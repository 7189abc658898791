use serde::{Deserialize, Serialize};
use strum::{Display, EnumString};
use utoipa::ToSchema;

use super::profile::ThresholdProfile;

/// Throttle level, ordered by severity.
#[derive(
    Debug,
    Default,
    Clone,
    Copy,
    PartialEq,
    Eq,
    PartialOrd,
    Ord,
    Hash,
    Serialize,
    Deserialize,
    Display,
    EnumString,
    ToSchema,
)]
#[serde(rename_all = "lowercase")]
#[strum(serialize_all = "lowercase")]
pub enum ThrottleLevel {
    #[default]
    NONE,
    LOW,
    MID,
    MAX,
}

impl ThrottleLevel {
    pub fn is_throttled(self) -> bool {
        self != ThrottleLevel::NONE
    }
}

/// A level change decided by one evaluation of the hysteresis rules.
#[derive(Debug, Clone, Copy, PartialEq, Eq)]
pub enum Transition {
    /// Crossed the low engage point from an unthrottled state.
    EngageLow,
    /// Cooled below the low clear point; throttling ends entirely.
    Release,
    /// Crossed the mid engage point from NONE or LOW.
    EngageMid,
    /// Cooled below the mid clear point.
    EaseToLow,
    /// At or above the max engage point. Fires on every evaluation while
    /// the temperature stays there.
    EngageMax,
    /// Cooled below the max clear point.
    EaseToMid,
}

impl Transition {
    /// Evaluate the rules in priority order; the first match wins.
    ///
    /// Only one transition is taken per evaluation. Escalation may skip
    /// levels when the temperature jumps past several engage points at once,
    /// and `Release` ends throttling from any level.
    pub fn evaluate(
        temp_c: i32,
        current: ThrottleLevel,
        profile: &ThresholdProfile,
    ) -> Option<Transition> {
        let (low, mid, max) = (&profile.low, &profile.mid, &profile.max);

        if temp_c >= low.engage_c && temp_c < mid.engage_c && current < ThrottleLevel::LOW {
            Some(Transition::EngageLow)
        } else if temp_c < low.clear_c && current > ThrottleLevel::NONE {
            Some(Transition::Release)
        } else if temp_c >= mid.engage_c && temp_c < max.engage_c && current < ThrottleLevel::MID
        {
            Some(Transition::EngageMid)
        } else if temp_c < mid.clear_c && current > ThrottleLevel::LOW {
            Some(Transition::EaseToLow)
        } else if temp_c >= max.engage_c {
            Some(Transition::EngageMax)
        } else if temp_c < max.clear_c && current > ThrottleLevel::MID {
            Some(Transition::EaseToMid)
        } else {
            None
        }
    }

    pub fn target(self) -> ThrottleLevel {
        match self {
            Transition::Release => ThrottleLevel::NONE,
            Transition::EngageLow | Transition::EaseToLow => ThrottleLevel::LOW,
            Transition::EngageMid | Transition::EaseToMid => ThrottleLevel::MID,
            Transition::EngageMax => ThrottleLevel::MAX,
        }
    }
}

□ □ □

Only lines containing the string "ends" belong in the answer; find them in the data above and copy them.

- Response to this task -
    /// Cooled below the low clear point; throttling ends entirely.
    /// and `Release` ends throttling from any level.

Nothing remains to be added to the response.